Buying a gift for an acquaintance is impossible enough without having to stick to a budget of $20 or less. If you work in a large office, there’s a good chance you’ll be buying for someone who you’ve never spoken to ever, or worse – someone you can’t even identify by name. So what do you get them?

It’s tempting to leave the gift buying until the last possible hour because, after all, Tina from Accounting will never find out that the nativity scene snow-globe was a present from you. But that sense of security you’re feeling is totally false! At the next office party, whoever coordinated the gift exchange is going to have a few too many shandies and start ratting out the lousy gift-givers to their colleagues.
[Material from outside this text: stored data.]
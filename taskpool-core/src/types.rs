//! Domain types for the task pool.
//!
//! All path fields use `PathBuf`. Every type round-trips through serde so the
//! config layer can persist it without an intermediate representation.

use std::fmt;
use std::num::ParseIntError;
use std::path::PathBuf;
use std::str::FromStr;

use serde::{Deserialize, Serialize};

// ---------------------------------------------------------------------------
// Newtypes
// ---------------------------------------------------------------------------

/// Caller-assigned group tag. Carries no ordering meaning of its own; the
/// execution order comes from a [`GroupOrder`].
#[derive(Debug, Clone, Copy, PartialEq, Eq, Hash, Default, Serialize, Deserialize)]
#[serde(transparent)]
pub struct GroupId(pub i64);

impl fmt::Display for GroupId {
    fn fmt(&self, f: &mut fmt::Formatter<'_>) -> fmt::Result {
        self.0.fmt(f)
    }
}

impl From<i64> for GroupId {
    fn from(id: i64) -> Self {
        Self(id)
    }
}

impl FromStr for GroupId {
    type Err = ParseIntError;

    fn from_str(s: &str) -> Result<Self, Self::Err> {
        s.trim().parse().map(Self)
    }
}

// ---------------------------------------------------------------------------
// Tasks
// ---------------------------------------------------------------------------

/// Replicate `source` into `destination`, copying only what changed.
#[derive(Debug, Clone, PartialEq, Eq, Default, Serialize, Deserialize)]
pub struct SyncTask {
    pub group_id: GroupId,
    #[serde(rename = "src", default)]
    pub source: PathBuf,
    #[serde(rename = "dst", default)]
    pub destination: PathBuf,
}

impl SyncTask {
    pub fn new(group_id: impl Into<GroupId>, source: impl Into<PathBuf>, destination: impl Into<PathBuf>) -> Self {
        Self {
            group_id: group_id.into(),
            source: source.into(),
            destination: destination.into(),
        }
    }

    /// A sync task with an empty source or destination does nothing.
    pub fn is_inert(&self) -> bool {
        self.source.as_os_str().is_empty() || self.destination.as_os_str().is_empty()
    }
}

/// Run `command_line` with `working_dir` as the current directory.
#[derive(Debug, Clone, PartialEq, Eq, Default, Serialize, Deserialize)]
pub struct CommandTask {
    pub group_id: GroupId,
    /// Empty means the orchestrator's own working directory.
    #[serde(rename = "root", default)]
    pub working_dir: PathBuf,
    #[serde(rename = "cmd", default)]
    pub command_line: String,
    /// Display name shown in status events.
    #[serde(rename = "desc", default)]
    pub label: String,
}

impl CommandTask {
    pub fn new(
        group_id: impl Into<GroupId>,
        working_dir: impl Into<PathBuf>,
        command_line: impl Into<String>,
    ) -> Self {
        Self {
            group_id: group_id.into(),
            working_dir: working_dir.into(),
            command_line: command_line.into(),
            label: String::new(),
        }
    }

    pub fn with_label(mut self, label: impl Into<String>) -> Self {
        self.label = label.into();
        self
    }

    pub fn is_inert(&self) -> bool {
        self.command_line.trim().is_empty()
    }

    /// Label when set, otherwise the command line itself.
    pub fn display_name(&self) -> &str {
        if self.label.trim().is_empty() {
            self.command_line.trim()
        } else {
            self.label.trim()
        }
    }
}

/// One entry of the task pool.
#[derive(Debug, Clone, PartialEq, Eq, Serialize, Deserialize)]
#[serde(tag = "type")]
pub enum Task {
    #[serde(rename = "SYNC")]
    Sync(SyncTask),
    #[serde(rename = "CMD")]
    Command(CommandTask),
}

impl Task {
    pub fn group_id(&self) -> GroupId {
        match self {
            Task::Sync(t) => t.group_id,
            Task::Command(t) => t.group_id,
        }
    }

    /// Missing required fields make a task a no-op rather than an error.
    pub fn is_inert(&self) -> bool {
        match self {
            Task::Sync(t) => t.is_inert(),
            Task::Command(t) => t.is_inert(),
        }
    }

    pub fn kind(&self) -> &'static str {
        match self {
            Task::Sync(_) => "sync",
            Task::Command(_) => "command",
        }
    }

    /// Whether this task belongs to the group named by an order token.
    ///
    /// Matching is textual: token `"01"` does not select group `1`.
    pub fn in_group(&self, token: &str) -> bool {
        self.group_id().to_string() == token
    }
}

impl From<SyncTask> for Task {
    fn from(t: SyncTask) -> Self {
        Task::Sync(t)
    }
}

impl From<CommandTask> for Task {
    fn from(t: CommandTask) -> Self {
        Task::Command(t)
    }
}

impl fmt::Display for Task {
    fn fmt(&self, f: &mut fmt::Formatter<'_>) -> fmt::Result {
        match self {
            Task::Sync(t) => write!(
                f,
                "[{}] sync {} -> {}",
                t.group_id,
                t.source.display(),
                t.destination.display()
            ),
            Task::Command(t) => write!(f, "[{}] cmd {}", t.group_id, t.display_name()),
        }
    }
}

// ---------------------------------------------------------------------------
// Group order
// ---------------------------------------------------------------------------

/// Operator-chosen sequence of group tokens.
///
/// Parsed from a comma-delimited string. Tokens are trimmed and empty tokens
/// dropped; repeats are kept, so a group listed twice runs twice.
#[derive(Debug, Clone, PartialEq, Eq, Default)]
pub struct GroupOrder(Vec<String>);

impl GroupOrder {
    pub fn parse(raw: &str) -> Self {
        Self(
            raw.split(',')
                .map(str::trim)
                .filter(|token| !token.is_empty())
                .map(str::to_owned)
                .collect(),
        )
    }

    pub fn tokens(&self) -> &[String] {
        &self.0
    }

    pub fn iter(&self) -> impl Iterator<Item = &str> {
        self.0.iter().map(String::as_str)
    }

    pub fn is_empty(&self) -> bool {
        self.0.is_empty()
    }

    pub fn len(&self) -> usize {
        self.0.len()
    }
}

impl FromStr for GroupOrder {
    type Err = std::convert::Infallible;

    fn from_str(s: &str) -> Result<Self, Self::Err> {
        Ok(Self::parse(s))
    }
}

impl From<&str> for GroupOrder {
    fn from(s: &str) -> Self {
        Self::parse(s)
    }
}

impl fmt::Display for GroupOrder {
    fn fmt(&self, f: &mut fmt::Formatter<'_>) -> fmt::Result {
        f.write_str(&self.0.join(","))
    }
}

// ---------------------------------------------------------------------------
// Tests
// ---------------------------------------------------------------------------
//! Error types for taskpool-core.

use std::path::PathBuf;

use thiserror::Error;

/// All errors that can arise while loading or saving the task pool config.
#[derive(Debug, Error)]
pub enum ConfigError {
    /// Underlying I/O failure, annotated with the path being touched.
    #[error("I/O error at {path}: {source}")]
    Io {
        path: PathBuf,
        #[source]
        source: std::io::Error,
    },

    /// JSON parse error on load.
    #[error("failed to parse config at {path}: {source}")]
    ParseJson {
        path: PathBuf,
        #[source]
        source: serde_json::Error,
    },

    /// YAML parse error on load.
    #[error("failed to parse config at {path}: {source}")]
    ParseYaml {
        path: PathBuf,
        #[source]
        source: serde_yaml::Error,
    },

    /// Serialization failure on save.
    #[error("failed to serialize config: {0}")]
    Serialize(String),

    /// `dirs::home_dir()` returned `None`, so we cannot locate `~/.taskpool/`.
    #[error("cannot determine home directory; set $HOME or equivalent")]
    HomeNotFound,

    /// The config file did not exist at the expected path.
    #[error("config not found at {path}")]
    NotFound { path: PathBuf },

    /// `remove_task` was given an index past the end of the task list.
    #[error("no task at index {index} (pool has {len} task(s))")]
    NoSuchTask { index: usize, len: usize },
}

pub(crate) fn io_err(path: impl Into<PathBuf>, source: std::io::Error) -> ConfigError {
    ConfigError::Io {
        path: path.into(),
        source,
    }
}
use std::fs;
use std::path::{Path, PathBuf};
use std::time::{Duration, SystemTime};

use filetime::{set_file_mtime, FileTime};
use taskpool_core::{StatusBus, StatusEvent};
use taskpool_sync::{plan, sync, CopyReason, PlanAction, SyncError, SyncOptions};
use tempfile::TempDir;

struct Trees {
    _root: TempDir,
    src: PathBuf,
    dst: PathBuf,
}

fn trees() -> Trees {
    let root = TempDir::new().expect("tempdir");
    let src = root.path().join("src");
    let dst = root.path().join("dst");
    fs::create_dir_all(&src).expect("mkdir src");
    fs::create_dir_all(&dst).expect("mkdir dst");
    Trees {
        _root: root,
        src,
        dst,
    }
}

fn write(path: &Path, content: &str) {
    if let Some(parent) = path.parent() {
        fs::create_dir_all(parent).expect("mkdir parent");
    }
    fs::write(path, content).expect("write");
}

fn set_age(path: &Path, when: SystemTime) {
    set_file_mtime(path, FileTime::from_system_time(when)).expect("set mtime");
}

fn copied_events(events: &[StatusEvent]) -> Vec<PathBuf> {
    events
        .iter()
        .filter_map(|e| match e {
            StatusEvent::Copied { relative } => Some(relative.clone()),
            _ => None,
        })
        .collect()
}

fn run(src: &Path, dst: &Path, force: bool) -> (Result<taskpool_sync::SyncReport, SyncError>, Vec<StatusEvent>) {
    let (bus, mut rx) = StatusBus::channel();
    let result = sync(src, dst, &SyncOptions::force(force), &bus);
    (result, rx.drain())
}

#[test]
fn copies_new_files_once_with_identical_content() {
    let t = trees();
    write(&t.src.join("index.html"), "<h1>hi</h1>");
    write(&t.src.join("assets").join("img").join("logo.png"), "\u{1}\u{2}png");

    let (result, events) = run(&t.src, &t.dst, false);
    let report = result.expect("sync");

    let expected = vec![
        PathBuf::from("assets").join("img").join("logo.png"),
        PathBuf::from("index.html"),
    ];
    assert_eq!(report.copied, expected);
    assert_eq!(copied_events(&events), expected);
    assert_eq!(
        fs::read(t.dst.join("assets").join("img").join("logo.png")).unwrap(),
        fs::read(t.src.join("assets").join("img").join("logo.png")).unwrap()
    );
    assert_eq!(fs::read_to_string(t.dst.join("index.html")).unwrap(), "<h1>hi</h1>");
}

#[test]
fn second_run_is_idempotent() {
    let t = trees();
    write(&t.src.join("a.txt"), "a");
    write(&t.src.join("nested").join("b.txt"), "bb");

    let (first, _) = run(&t.src, &t.dst, false);
    assert_eq!(first.expect("first sync").copied.len(), 2);

    let (second, events) = run(&t.src, &t.dst, false);
    let report = second.expect("second sync");
    assert!(report.is_noop(), "second run copied: {:?}", report.copied);
    assert_eq!(report.skipped, 2);
    assert!(copied_events(&events).is_empty());
}

#[test]
fn older_destination_within_tolerance_is_skipped() {
    let t = trees();
    let now = SystemTime::now();
    write(&t.src.join("page.md"), "same");
    write(&t.dst.join("page.md"), "same");
    set_age(&t.src.join("page.md"), now);
    set_age(&t.dst.join("page.md"), now - Duration::from_secs(1));

    let (result, events) = run(&t.src, &t.dst, false);
    assert!(result.expect("sync").is_noop());
    assert!(copied_events(&events).is_empty());
}

#[test]
fn older_destination_beyond_tolerance_is_copied() {
    let t = trees();
    let now = SystemTime::now();
    write(&t.src.join("page.md"), "new!");
    write(&t.dst.join("page.md"), "old!");
    set_age(&t.src.join("page.md"), now);
    set_age(&t.dst.join("page.md"), now - Duration::from_secs(60));

    let (result, _) = run(&t.src, &t.dst, false);
    assert_eq!(result.expect("sync").copied, vec![PathBuf::from("page.md")]);
    assert_eq!(fs::read_to_string(t.dst.join("page.md")).unwrap(), "new!");
}

#[test]
fn size_change_copies_even_when_destination_is_newer() {
    let t = trees();
    let now = SystemTime::now();
    write(&t.src.join("data.json"), "{\"v\":1}");
    write(&t.dst.join("data.json"), "{\"v\":100000}");
    set_age(&t.src.join("data.json"), now - Duration::from_secs(3600));
    set_age(&t.dst.join("data.json"), now);

    let (result, _) = run(&t.src, &t.dst, false);
    assert_eq!(result.expect("sync").copied, vec![PathBuf::from("data.json")]);
    assert_eq!(fs::read_to_string(t.dst.join("data.json")).unwrap(), "{\"v\":1}");
}

#[test]
fn directory_in_place_of_file_aborts_without_force() {
    let t = trees();
    write(&t.src.join("a"), "file in source");
    write(&t.src.join("z.txt"), "later");
    write(&t.dst.join("a").join("inner.txt"), "keep me");

    let (result, events) = run(&t.src, &t.dst, false);
    match result {
        Err(SyncError::Conflict { relative, .. }) => assert_eq!(relative, PathBuf::from("a")),
        other => panic!("expected conflict, got {other:?}"),
    }
    assert!(t.dst.join("a").is_dir());
    assert_eq!(
        fs::read_to_string(t.dst.join("a").join("inner.txt")).unwrap(),
        "keep me"
    );
    assert!(!t.dst.join("z.txt").exists(), "no file after the conflict may be copied");
    assert!(copied_events(&events).is_empty());
}

#[test]
fn conflict_error_names_the_path() {
    let t = trees();
    write(&t.src.join("docs"), "file");
    fs::create_dir_all(t.dst.join("docs")).unwrap();

    let (result, _) = run(&t.src, &t.dst, false);
    let err = result.unwrap_err();
    assert!(err.is_conflict());
    assert!(err.to_string().contains("conflict at path docs"), "got: {err}");
}

#[test]
fn force_replaces_directory_with_file() {
    let t = trees();
    write(&t.src.join("a"), "file in source");
    write(&t.dst.join("a").join("inner.txt"), "doomed");

    let (result, events) = run(&t.src, &t.dst, true);
    let report = result.expect("forced sync");
    assert_eq!(report.replaced, vec![PathBuf::from("a")]);
    assert_eq!(report.copied, vec![PathBuf::from("a")]);
    assert!(t.dst.join("a").is_file());
    assert_eq!(fs::read_to_string(t.dst.join("a")).unwrap(), "file in source");
    assert!(events.contains(&StatusEvent::Replaced {
        relative: PathBuf::from("a")
    }));
}

#[test]
fn file_in_place_of_directory_is_an_ancestor_conflict() {
    let t = trees();
    write(&t.src.join("site").join("index.html"), "index");
    write(&t.dst.join("site"), "stale file");

    let (result, _) = run(&t.src, &t.dst, false);
    match result {
        Err(SyncError::Conflict { relative, .. }) => assert_eq!(relative, PathBuf::from("site")),
        other => panic!("expected conflict, got {other:?}"),
    }

    let (forced, _) = run(&t.src, &t.dst, true);
    let report = forced.expect("forced sync");
    assert_eq!(report.replaced, vec![PathBuf::from("site")]);
    assert_eq!(
        fs::read_to_string(t.dst.join("site").join("index.html")).unwrap(),
        "index"
    );
}

#[test]
fn destination_root_that_is_a_file_is_a_conflict() {
    let t = trees();
    write(&t.src.join("a.txt"), "a");
    fs::remove_dir_all(&t.dst).unwrap();
    fs::write(&t.dst, "not a directory").unwrap();

    let (result, events) = run(&t.src, &t.dst, false);
    match result {
        Err(SyncError::Conflict {
            relative,
            destination,
        }) => {
            assert_eq!(relative, PathBuf::new());
            assert_eq!(destination, t.dst);
        }
        other => panic!("expected conflict, got {other:?}"),
    }
    assert!(t.dst.is_file(), "conflict must leave the destination alone");
    assert!(copied_events(&events).is_empty());

    let (forced, events) = run(&t.src, &t.dst, true);
    let report = forced.expect("forced sync");
    assert_eq!(report.replaced, vec![PathBuf::from(".")]);
    assert_eq!(report.copied, vec![PathBuf::from("a.txt")]);
    assert_eq!(fs::read_to_string(t.dst.join("a.txt")).unwrap(), "a");
    assert!(events.contains(&StatusEvent::Replaced {
        relative: PathBuf::from(".")
    }));
}

#[test]
fn root_conflict_message_names_the_root() {
    let t = trees();
    write(&t.src.join("a.txt"), "a");
    fs::remove_dir_all(&t.dst).unwrap();
    fs::write(&t.dst, "x").unwrap();

    let err = sync(&t.src, &t.dst, &SyncOptions::default(), &StatusBus::detached()).unwrap_err();
    assert!(err.is_conflict());
    assert!(err.to_string().starts_with("conflict at path .:"), "got: {err}");

    let entries = plan(&t.src, &t.dst, &SyncOptions::force(true)).expect("plan");
    assert_eq!(entries[0].action, PlanAction::Replace { at: PathBuf::new() });
}

#[test]
fn missing_source_is_a_noop() {
    let t = trees();
    let (result, events) = run(&t.src.join("nope"), &t.dst, false);
    assert!(result.expect("sync").is_noop());
    assert!(events.is_empty());
}

#[test]
fn existing_extra_destination_files_are_left_alone() {
    let t = trees();
    write(&t.src.join("a.txt"), "a");
    write(&t.dst.join("only-here.txt"), "keep");

    let (result, _) = run(&t.src, &t.dst, false);
    result.expect("sync");
    assert_eq!(fs::read_to_string(t.dst.join("only-here.txt")).unwrap(), "keep");
}

#[test]
fn empty_source_directories_are_not_created() {
    let t = trees();
    fs::create_dir_all(t.src.join("empty").join("deeper")).unwrap();

    let (result, _) = run(&t.src, &t.dst, false);
    assert!(result.expect("sync").is_noop());
    assert!(!t.dst.join("empty").exists());
}

#[test]
fn plan_classifies_without_writing() {
    let t = trees();
    let now = SystemTime::now();
    write(&t.src.join("new.txt"), "n");
    write(&t.src.join("same.txt"), "s");
    write(&t.dst.join("same.txt"), "s");
    set_age(&t.src.join("same.txt"), now - Duration::from_secs(100));
    set_age(&t.dst.join("same.txt"), now);
    write(&t.src.join("clash"), "c");
    fs::create_dir_all(t.dst.join("clash")).unwrap();

    let entries = plan(&t.src, &t.dst, &SyncOptions::default()).expect("plan");
    let actions: Vec<(PathBuf, PlanAction)> = entries
        .into_iter()
        .map(|e| (e.relative_path, e.action))
        .collect();
    assert_eq!(
        actions,
        vec![
            (
                PathBuf::from("clash"),
                PlanAction::Conflict {
                    at: PathBuf::from("clash")
                }
            ),
            (PathBuf::from("new.txt"), PlanAction::Copy(CopyReason::Missing)),
            (PathBuf::from("same.txt"), PlanAction::Skip),
        ]
    );
    assert!(!t.dst.join("new.txt").exists(), "plan must not write");
    assert!(t.dst.join("clash").is_dir(), "plan must not remove");

    let forced = plan(&t.src, &t.dst, &SyncOptions::force(true)).expect("plan");
    assert!(matches!(forced[0].action, PlanAction::Replace { .. }));
}

#[cfg(unix)]
#[test]
fn symlinked_file_is_copied_as_content_and_dir_link_skipped() {
    use std::os::unix::fs::symlink;

    let t = trees();
    write(&t.src.join("real.txt"), "target content");
    symlink(t.src.join("real.txt"), t.src.join("link.txt")).unwrap();
    fs::create_dir_all(t.src.join("realdir")).unwrap();
    symlink(t.src.join("realdir"), t.src.join("linkdir")).unwrap();
    symlink(t.src.join("missing"), t.src.join("dangling")).unwrap();

    let (result, _) = run(&t.src, &t.dst, false);
    let report = result.expect("sync");
    assert_eq!(
        report.copied,
        vec![PathBuf::from("link.txt"), PathBuf::from("real.txt")]
    );
    let link_meta = fs::symlink_metadata(t.dst.join("link.txt")).unwrap();
    assert!(link_meta.is_file(), "destination gets a regular file");
    assert_eq!(
        fs::read_to_string(t.dst.join("link.txt")).unwrap(),
        "target content"
    );
    assert!(!t.dst.join("linkdir").exists());
    assert!(!t.dst.join("dangling").exists());
}

#[cfg(unix)]
#[test]
fn destination_symlink_is_replaced_not_written_through() {
    use std::os::unix::fs::symlink;

    let t = trees();
    let outside = t._root.path().join("outside");
    fs::create_dir_all(&outside).unwrap();
    write(&t.src.join("dangling.txt"), "inside");
    write(&t.src.join("live.txt"), "new content");
    write(&outside.join("live-target.txt"), "old");
    symlink(outside.join("nowhere.txt"), t.dst.join("dangling.txt")).unwrap();
    symlink(outside.join("live-target.txt"), t.dst.join("live.txt")).unwrap();

    let (result, _) = run(&t.src, &t.dst, false);
    let report = result.expect("sync");
    assert_eq!(
        report.copied,
        vec![PathBuf::from("dangling.txt"), PathBuf::from("live.txt")]
    );

    assert!(!outside.join("nowhere.txt").exists(), "write escaped the destination");
    assert_eq!(
        fs::read_to_string(outside.join("live-target.txt")).unwrap(),
        "old"
    );
    for name in ["dangling.txt", "live.txt"] {
        let meta = fs::symlink_metadata(t.dst.join(name)).unwrap();
        assert!(meta.file_type().is_file(), "{name} should be a regular file");
    }
    assert_eq!(
        fs::read_to_string(t.dst.join("live.txt")).unwrap(),
        "new content"
    );
}

#[cfg(unix)]
#[test]
fn unreadable_source_file_aborts_with_io_error() {
    use std::os::unix::fs::PermissionsExt;

    let t = trees();
    let locked = t.src.join("locked.txt");
    write(&locked, "secret");
    fs::set_permissions(&locked, fs::Permissions::from_mode(0o000)).unwrap();

    // Root ignores permission bits; nothing to assert there.
    if fs::File::open(&locked).is_ok() {
        return;
    }

    let (result, _) = run(&t.src, &t.dst, false);
    match result {
        Err(SyncError::Io { path, .. }) => assert!(path.ends_with("locked.txt")),
        other => panic!("expected io error, got {other:?}"),
    }

    fs::set_permissions(&locked, fs::Permissions::from_mode(0o644)).unwrap();
}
If you think this doesn’t happen in your workplace then you’re probably one of the offenders.

As someone who has been on the receiving end of terrible Secret Santa gifts for almost a decade, I feel somewhat qualified to offer up some gift ideas and advise you on Secret Santa gift etiquette.

Don’t: Scented candles
If I had a dollar for every time I’ve received candles during Secret Santa, I’d have enough money to commission Madame Tussauds to melt those candles down into a vanilla and peach-scented statue of Det. Kate Beckett. Now that would be a good gift. But instead what I’ve got is a box full of fruit flavored wax taking up valuable sneaker space on my wardrobe floor.

The thing about scented candles is that you have to be either a candle person or a pot-smoking teenager to really appreciate them, and that probably rules out a lot of your co-workers.

Do: Gift cards
At some point in your life someone from the olden days probably told you that gift cards are highly impersonal presents. That’s what makes them so perfect! You don’t know your colleague on a personal level, don’t bother to pretend otherwise.

If your first instinct was ‘candles!’, maybe give them a Home Depot gift card instead. That way they can buy, or not buy, as many candles as they desire. Also Amazon.com Gift Cards are great because if you totally forgot about Secret Santa then you can download and print them minutes before the exchange.

Don’t: Gift baskets
Gift cards say ‘I don’t know you but I want you to buy yourself something nice’. Gift baskets filled with lavender bath salts and duckling-shaped washcloths say ‘I don’t know you and I don’t care about your happiness’. Also, apartments with bath-tubs are expensive. If your co-worker cannot afford to own a bathtub then they might resent you. I’m just saying this because I probably would.

Do: Gourmet tea or coffee
Most people drink beverages as they work, and you don’t have to be Veronica Mars to figure out what that their preferred beverage is – just follow them into the kitchen. Gifting gourmet tea, coffee or hot chocolate will appear thoughtful and also taste better than the cheap crap the company provides.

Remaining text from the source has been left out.